> EXERCISE DIRECTIONS
From the records below, copy out exactly the lines from the one containing "the violated invariant" to the one containing "type Err = String;", both included. Add nothing else.

(Stored data)
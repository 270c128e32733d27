//! Per-cell Hilbert curve genes
//!
//! A gene tells how the coordinate axes must be transformed when the curve
//! descends into a given sub-cell: which axes are exchanged, and which axes
//! are reflected. Hilbert key encoders and decoders look genes up by Gray code
//! index at every level of recursion.

use crate::{bits::BitVector, state::State};

/// Coordinate transform applied when descending into a sub-cell
#[derive(Clone, Debug, PartialEq, Eq, Hash)]
pub struct Gene {
    /// Axes whose coordinates are exchanged
    ///
    /// Either no bit or two bits are set in practice. This is emitted as the
    /// first element of each gene pair.
    pub exchange: BitVector,

    /// Axes whose coordinates are reflected, emitted second
    pub reverse: BitVector,
}

/// Gene table: one [`Gene`] per Gray code index
pub type GeneTable = Box<[Gene]>;

/// Derive the gene table from a Gray code and its state table
pub fn derive(gray: &[BitVector], states: &[State]) -> GeneTable {
    debug_assert_eq!(gray.len(), states.len());
    let (first, last) = match (gray.first(), gray.last()) {
        (Some(first), Some(last)) => (first, last),
        _ => return GeneTable::default(),
    };
    let span = first ^ last;
    states
        .iter()
        .map(|state| Gene {
            exchange: &span ^ &(&state.entry ^ &state.exit),
            reverse: first ^ &state.entry,
        })
        .collect()
}
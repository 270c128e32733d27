//! Error types for table generation and emission

use crate::NumBits;
use thiserror::Error;

/// Errors that can occur while generating or emitting Hilbert tables
#[derive(Debug, Error)]
pub enum Error {
    /// Requested dimension is outside of the supported range
    #[error("Invalid dimension {dimension}: expected a value between 1 and {max}")]
    InvalidDimension {
        /// Dimension that was requested
        dimension: NumBits,
        /// Highest supported dimension
        max: NumBits,
    },

    /// Include guard is not usable as a C preprocessor identifier
    #[error("Invalid header guard {0:?}: expected a C identifier")]
    InvalidHeaderGuard(String),

    /// Generated tables failed a consistency check
    #[error("Tables of dimension {dimension} violate an invariant: {message}")]
    InvariantViolation {
        /// Dimension of the faulty table set
        dimension: NumBits,
        /// Description of the violated invariant
        message: String,
    },

    /// Output could not be written
    #[error("I/O error: {0}")]
    Io(#[from] std::io::Error),
}

impl Error {
    /// Create an InvariantViolation error
    pub fn invariant(dimension: NumBits, message: impl Into<String>) -> Self {
        Self::InvariantViolation {
            dimension,
            message: message.into(),
        }
    }
}

/// Result type for fallible operations of this crate
pub type Result<T> = std::result::Result<T, Error>;
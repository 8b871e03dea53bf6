use std::fmt::{self, Display, Formatter};
use std::str::FromStr;

use chrono::{DateTime, NaiveDate, Utc};
use serde::{Deserialize, Serialize};

/// Provider-assigned catalog identifier (TMDB id).
pub type MediaId = i64;

/// Simple enum for catalog media types
#[derive(Debug, Clone, Copy, PartialEq, Eq, Hash, Serialize, Deserialize)]
#[serde(rename_all = "SCREAMING_SNAKE_CASE")]
pub enum MediaType {
    /// Standalone movie, tracked as a single synthetic episode
    Movie,
    /// Multi-season show with per-episode tracking
    Show,
}

impl MediaType {
    pub fn as_str(&self) -> &'static str {
        match self {
            MediaType::Movie => "MOVIE",
            MediaType::Show => "SHOW",
        }
    }
}

impl Display for MediaType {
    fn fmt(&self, f: &mut Formatter<'_>) -> fmt::Result {
        f.write_str(self.as_str())
    }
}

impl FromStr for MediaType {
    type Err = String;

    fn from_str(value: &str) -> Result<Self, Self::Err> {
        match value {
            "MOVIE" => Ok(MediaType::Movie),
            "SHOW" => Ok(MediaType::Show),
            other => Err(format!("unknown media type: {other}")),
        }
    }
}

/// A catalog row as stored locally.
///
/// Rows are created and refreshed by catalog sync or search-fallback upserts;
/// the watch-tracking core never deletes them.
#[derive(Debug, Clone, Serialize, Deserialize)]
pub struct Media {
    /// Provider-assigned identifier
    pub id: MediaId,
    pub media_type: MediaType,
    pub title: String,
    pub description: String,
    pub release_date: Option<NaiveDate>,
    pub poster_url: Option<String>,
    pub created_at: DateTime<Utc>,
    pub updated_at: DateTime<Utc>,
}

/// Upsert payload for a catalog row, keyed by the provider id.
///
/// Concurrent upserts of the same id merge instead of duplicating or failing.
#[derive(Debug, Clone, PartialEq, Serialize, Deserialize)]
pub struct MediaUpsert {
    pub id: MediaId,
    pub media_type: MediaType,
    pub title: String,
    pub description: String,
    pub release_date: Option<NaiveDate>,
    pub poster_url: Option<String>,
}

/// Episode count for one season of a show.
#[derive(Debug, Clone, Copy, PartialEq, Eq, Serialize, Deserialize)]
pub struct SeasonCount {
    pub season_number: u16,
    pub episode_count: u16,
}

/// Season/episode layout of a series, supplied by the catalog collaborator.
///
/// The progress reconciler treats this as read-only input; it never fetches
/// metadata itself. A movie is modeled as one season with one episode so the
/// same percentage math applies everywhere.
#[derive(Debug, Clone, PartialEq, Serialize, Deserialize)]
pub struct SeriesLayout {
    pub media_id: MediaId,
    pub media_type: MediaType,
    pub seasons: Vec<SeasonCount>,
    /// Total episode count across all seasons. Zero when metadata has not
    /// arrived yet; percentage views degrade to 0 in that case.
    pub total_episodes: u32,
}

impl SeriesLayout {
    /// Build a layout, falling back to the per-season sum when the provider
    /// did not report an overall episode total.
    pub fn new(
        media_id: MediaId,
        media_type: MediaType,
        seasons: Vec<SeasonCount>,
        total_episodes: Option<u32>,
    ) -> Self {
        let summed: u32 =
            seasons.iter().map(|s| u32::from(s.episode_count)).sum();
        Self {
            media_id,
            media_type,
            seasons,
            total_episodes: total_episodes.filter(|t| *t > 0).unwrap_or(summed),
        }
    }

    /// The synthetic single-episode layout for a movie.
    pub fn movie(media_id: MediaId) -> Self {
        Self {
            media_id,
            media_type: MediaType::Movie,
            seasons: vec![SeasonCount {
                season_number: 1,
                episode_count: 1,
            }],
            total_episodes: 1,
        }
    }

    /// All episode keys in season/episode order. Episode numbers start at 1.
    pub fn episode_keys(&self) -> Vec<crate::watch::EpisodeKey> {
        let mut keys = Vec::with_capacity(self.total_episodes as usize);
        for season in &self.seasons {
            for episode in 1..=season.episode_count {
                keys.push(crate::watch::EpisodeKey {
                    season_number: season.season_number,
                    episode_number: episode,
                });
            }
        }
        keys
    }
}

#[cfg(test)]
mod tests {
    use super::*;

    #[test]
    fn media_type_round_trips_through_str() {
        assert_eq!("MOVIE".parse::<MediaType>().unwrap(), MediaType::Movie);
        assert_eq!("SHOW".parse::<MediaType>().unwrap(), MediaType::Show);
        assert!("SERIES".parse::<MediaType>().is_err());
        assert_eq!(MediaType::Show.as_str(), "SHOW");
    }

    #[test]
    fn layout_total_falls_back_to_season_sum() {
        let layout = SeriesLayout::new(
            42,
            MediaType::Show,
            vec![
                SeasonCount { season_number: 1, episode_count: 10 },
                SeasonCount { season_number: 2, episode_count: 8 },
            ],
            None,
        );
        assert_eq!(layout.total_episodes, 18);

        let reported = SeriesLayout::new(42, MediaType::Show, vec![], Some(20));
        assert_eq!(reported.total_episodes, 20);
    }

    #[test]
    fn movie_layout_is_one_synthetic_episode() {
        let layout = SeriesLayout::movie(7);
        assert_eq!(layout.total_episodes, 1);
        let keys = layout.episode_keys();
        assert_eq!(keys.len(), 1);
        assert_eq!(keys[0].season_number, 1);
        assert_eq!(keys[0].episode_number, 1);
    }

    #[test]
    fn episode_keys_enumerate_every_season() {
        let layout = SeriesLayout::new(
            1,
            MediaType::Show,
            vec![
                SeasonCount { season_number: 1, episode_count: 2 },
                SeasonCount { season_number: 2, episode_count: 3 },
            ],
            None,
        );
        assert_eq!(layout.episode_keys().len(), 5);
    }
}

> ANSWER TO THE PROBLEM
        /// Description of the violated invariant
        message: String,
    },

    /// Output could not be written
    #[error("I/O error: {0}")]
    Io(#[from] std::io::Error),
}

impl Error {
    /// Create an InvariantViolation error
    pub fn invariant(dimension: NumBits, message: impl Into<String>) -> Self {
        Self::InvariantViolation {
            dimension,
            message: message.into(),
        }
    }
}

/// Result type for fallible operations of this crate
pub type Result<T> = std::result::Result<T, Error>;
repository 8b871e03dea53bf6
use std::fmt::{self, Display, Formatter};
use std::str::FromStr;

use chrono::{DateTime, NaiveDate, Utc};
use serde::{Deserialize, Serialize};

/// Provider-assigned catalog identifier (TMDB id).
pub type MediaId = i64;

/// Simple enum for catalog media types
#[derive(Debug, Clone, Copy, PartialEq, Eq, Hash, Serialize, Deserialize)]
#[serde(rename_all = "SCREAMING_SNAKE_CASE")]
pub enum MediaType {
    /// Standalone movie, tracked as a single synthetic episode
    Movie,
    /// Multi-season show with per-episode tracking
    Show,
}

impl MediaType {
    pub fn as_str(&self) -> &'static str {
        match self {
            MediaType::Movie => "MOVIE",
            MediaType::Show => "SHOW",
        }
    }
}

impl Display for MediaType {
    fn fmt(&self, f: &mut Formatter<'_>) -> fmt::Result {
        f.write_str(self.as_str())
    }
}

impl FromStr for MediaType {
    type Err = String;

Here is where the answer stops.